Georgia’s growing illiberalism has to be understood in the context of the Russian gravitational pull. Blaming all the internal problems of Russia’s neighbors has become mainstream thinking among opposition politicians, NGOs, and sometimes even government figures. Exaggeration is commonplace, but when looking at the illiberal challenge from a long-term perspective, it becomes clear where Russia has succeeded in its illiberal goals. It is determined to stop Georgia from joining NATO and the EU. Partly as a result, the process drags on and this causes friction across society. Belief in the ultimate success of the liberal agenda is meanwhile undermined and alternatives are sought. Hybrid illiberal governments are the most plausible development. The next stage could well be a total abandonment of Euro-Atlantic aspirations.
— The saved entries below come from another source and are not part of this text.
use crate::{
    sql::{Expr, PlainSelect},
    value::Value,
};
use sha2::{Digest, Sha256};
use std::fmt::{self, Write as _};

///
/// KeyDimension
///
/// Signature of a predicate's shape: normalized predicate text plus the
/// dialect, hashed. Structurally identical predicates collapse to the same
/// signature whatever their routing meaning.
///

#[derive(Clone, Copy, Debug, Eq, Hash, Ord, PartialEq, PartialOrd)]
pub struct KeyDimension([u8; 32]);

impl KeyDimension {
    /// Signature of raw predicate text and an optional select shape
    /// (projection, grouping, ordering, window).
    #[must_use]
    pub fn new(predicate: Option<&str>, shape: Option<&str>, dialect: &str) -> Self {
        let mut hasher = Sha256::new();
        hasher.update(b"keydim:v1");

        write_tag(&mut hasher, 0x01);
        write_opt_text(&mut hasher, predicate);

        write_tag(&mut hasher, 0x02);
        write_opt_text(&mut hasher, shape);

        write_tag(&mut hasher, 0x03);
        write_str(&mut hasher, &dialect.to_ascii_lowercase());

        let digest = hasher.finalize();
        let mut out = [0u8; 32];
        out.copy_from_slice(&digest);

        Self(out)
    }

    /// Signature of a write's (or a plain row select's) `WHERE` clause.
    #[must_use]
    pub fn for_predicate(predicate: Option<&Expr>, dialect: &str) -> Self {
        let text = predicate.map(ToString::to_string);

        Self::new(text.as_deref(), None, dialect)
    }

    /// Signature of a select. A `SELECT *` without grouping, ordering or
    /// window shares the signature of its bare `WHERE` clause, so writes
    /// with the same predicate address the same bucket.
    #[must_use]
    pub fn for_select(select: &PlainSelect, dialect: &str) -> Self {
        let predicate = select.where_clause.as_ref().map(ToString::to_string);
        let shape = select.shape_text();

        Self::new(predicate.as_deref(), shape.as_deref(), dialect)
    }

    #[must_use]
    pub fn as_hex(&self) -> String {
        let mut out = String::with_capacity(64);
        for byte in self.0 {
            let _ = write!(out, "{byte:02x}");
        }
        out
    }
}

impl fmt::Display for KeyDimension {
    fn fmt(&self, f: &mut fmt::Formatter<'_>) -> fmt::Result {
        // short form is enough to tell buckets apart in logs
        f.write_str(&self.as_hex()[..16])
    }
}

///
/// CacheKey
///

#[derive(Clone, Debug, Eq, Ord, PartialEq, PartialOrd)]
pub struct CacheKey {
    pub table: String,
    pub dimension: KeyDimension,
    pub params: Vec<Value>,
}

impl CacheKey {
    #[must_use]
    pub fn new(table: impl Into<String>, dimension: KeyDimension, params: Vec<Value>) -> Self {
        Self {
            table: normalize_table(&table.into()),
            dimension,
            params,
        }
    }
}

/// Table names are matched case-insensitively.
pub(crate) fn normalize_table(table: &str) -> String {
    table.to_ascii_lowercase()
}

/// Collapse whitespace runs and upper-case everything outside single-quoted
/// literals.
pub(crate) fn normalize_text(text: &str) -> String {
    let mut out = String::with_capacity(text.len());
    let mut in_literal = false;
    let mut pending_space = false;

    for ch in text.chars() {
        if in_literal {
            out.push(ch);
            if ch == '\'' {
                in_literal = false;
            }
            continue;
        }
        if ch.is_whitespace() {
            pending_space = !out.is_empty();
            continue;
        }
        if pending_space {
            out.push(' ');
            pending_space = false;
        }
        if ch == '\'' {
            in_literal = true;
        }
        out.push(ch.to_ascii_uppercase());
    }

    out
}

///
/// Hash helpers
///

fn write_tag(hasher: &mut Sha256, tag: u8) {
    hasher.update([tag]);
}

fn write_len_u32(hasher: &mut Sha256, len: usize) {
    let len = u32::try_from(len).unwrap_or(u32::MAX);
    hasher.update(len.to_be_bytes());
}

fn write_str(hasher: &mut Sha256, value: &str) {
    write_len_u32(hasher, value.len());
    hasher.update(value.as_bytes());
}

fn write_opt_text(hasher: &mut Sha256, text: Option<&str>) {
    match text {
        Some(text) => {
            write_tag(hasher, 0x01);
            write_str(hasher, &normalize_text(text));
        }
        None => write_tag(hasher, 0x00),
    }
}
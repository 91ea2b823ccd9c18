use std::fmt;
use thiserror::Error as ThisError;

///
/// InternalError
///
/// Structured runtime error with a stable internal classification.
/// Errors raised by a `StatementExecutor` are carried through fan-out
/// unchanged, so callers see exactly what the failing partition returned.
///

#[derive(Debug, ThisError)]
#[error("{message}")]
pub struct InternalError {
    pub class: ErrorClass,
    pub origin: ErrorOrigin,
    pub message: String,

    /// Optional structured error detail.
    /// The variant (if present) must correspond to `origin`.
    pub detail: Option<ErrorDetail>,
}

impl InternalError {
    /// Construct an InternalError without structured detail.
    pub fn new(class: ErrorClass, origin: ErrorOrigin, message: impl Into<String>) -> Self {
        Self {
            class,
            origin,
            message: message.into(),
            detail: None,
        }
    }

    /// Construct a routing error with its structured detail attached.
    #[must_use]
    pub fn route(err: RouteError) -> Self {
        let class = match err {
            RouteError::UnroutableStatement { .. } | RouteError::UnsupportedAggregate { .. } => {
                ErrorClass::Unsupported
            }
            RouteError::MetadataInconsistency { .. } | RouteError::ParameterMismatch { .. } => {
                ErrorClass::InvariantViolation
            }
        };

        Self {
            class,
            origin: ErrorOrigin::Route,
            message: err.to_string(),
            detail: Some(ErrorDetail::Route(err)),
        }
    }

    pub(crate) fn unroutable(reason: impl Into<String>) -> Self {
        Self::route(RouteError::UnroutableStatement {
            reason: reason.into(),
        })
    }

    pub(crate) fn unsupported_aggregate(reason: impl Into<String>) -> Self {
        Self::route(RouteError::UnsupportedAggregate {
            reason: reason.into(),
        })
    }

    /// Construct an executor-origin invariant violation.
    pub(crate) fn executor_invariant(message: impl Into<String>) -> Self {
        Self::new(
            ErrorClass::InvariantViolation,
            ErrorOrigin::Executor,
            message.into(),
        )
    }

    /// Construct an executor-origin internal error.
    pub fn executor_internal(message: impl Into<String>) -> Self {
        Self::new(ErrorClass::Internal, ErrorOrigin::Executor, message.into())
    }

    /// Construct a plan-origin invariant violation.
    pub(crate) fn plan_invariant(message: impl Into<String>) -> Self {
        Self::new(
            ErrorClass::InvariantViolation,
            ErrorOrigin::Plan,
            message.into(),
        )
    }

    /// Construct a partition-failure error for one database.
    ///
    /// Intended for `StatementExecutor` implementations.
    pub fn partition_failure(database: &str, message: impl Into<String>) -> Self {
        let message = message.into();

        Self::new(
            ErrorClass::Internal,
            ErrorOrigin::Executor,
            format!("partition '{database}' failed: {message}"),
        )
    }

    /// Borrow the routing detail, if this error came from routing.
    #[must_use]
    pub const fn route_error(&self) -> Option<&RouteError> {
        match &self.detail {
            Some(ErrorDetail::Route(err)) => Some(err),
            None => None,
        }
    }

    #[must_use]
    pub const fn is_unroutable(&self) -> bool {
        matches!(
            self.route_error(),
            Some(RouteError::UnroutableStatement { .. })
        )
    }

    #[must_use]
    pub fn display_with_class(&self) -> String {
        format!("{}:{}: {}", self.origin, self.class, self.message)
    }
}

///
/// ErrorDetail
///
/// Structured, origin-specific error detail carried by [`InternalError`].
///

#[derive(Debug, ThisError)]
pub enum ErrorDetail {
    #[error("{0}")]
    Route(RouteError),
}

///
/// RouteError
///
/// Statement shapes and metadata states the routing core refuses to handle.
/// None of these are retried; the caller decides whether to take a
/// non-sharded path.
///

#[derive(Clone, Debug, Eq, PartialEq, ThisError)]
pub enum RouteError {
    #[error("statement cannot be routed: {reason}")]
    UnroutableStatement { reason: String },

    #[error("aggregate not supported across partitions: {reason}")]
    UnsupportedAggregate { reason: String },

    #[error("partition field '{field}' of table '{table}' is not a database column")]
    MetadataInconsistency { table: String, field: String },

    #[error("statement binds {expected} parameter value(s) but {found} were supplied")]
    ParameterMismatch { expected: usize, found: usize },
}

///
/// ErrorClass
/// Internal error taxonomy for runtime classification.
///

#[derive(Clone, Copy, Debug, Eq, PartialEq)]
pub enum ErrorClass {
    Internal,
    Unsupported,
    InvariantViolation,
}

impl fmt::Display for ErrorClass {
    fn fmt(&self, f: &mut fmt::Formatter<'_>) -> fmt::Result {
        let label = match self {
            Self::Internal => "internal",
            Self::Unsupported => "unsupported",
            Self::InvariantViolation => "invariant_violation",
        };
        write!(f, "{label}")
    }
}

///
/// ErrorOrigin
/// Internal origin taxonomy for runtime classification.
///

#[derive(Clone, Copy, Debug, Eq, PartialEq)]
pub enum ErrorOrigin {
    Route,
    Plan,
    Executor,
}

impl fmt::Display for ErrorOrigin {
    fn fmt(&self, f: &mut fmt::Formatter<'_>) -> fmt::Result {
        let label = match self {
            Self::Route => "route",
            Self::Plan => "plan",
            Self::Executor => "executor",
        };
        write!(f, "{label}")
    }
}

///
/// TESTS
///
Indeed what seemed irrevocable now seems probable, if not real. Pushback against Georgia’s Euro-Atlantic choice is growing stronger. Protesters in front of the parliament in central Tbilisi violently brought tore the EU flag. Twice.

The message of anti-liberal groups has also been evolving. There has been significant growth in their messaging. The anti-pride sentiment is evolving into a wider resistance to the Western way of life and Georgia’s Western foreign policy path, perhaps because it is easily attacked and misrepresented.

To deal with this, Western support is important, but much depends on Georgian governments and the population at large. A pushback against radicalism and anti-liberalism should come in the guise of time and resources for the development of stronger and currently faltering institutions. Urgency in addressing these problems has never been higher — internal and foreign challenges converge and present a fundamental challenge to what Georgia has been pursuing since the days of Eduard Shevardnadze – the Western path to development.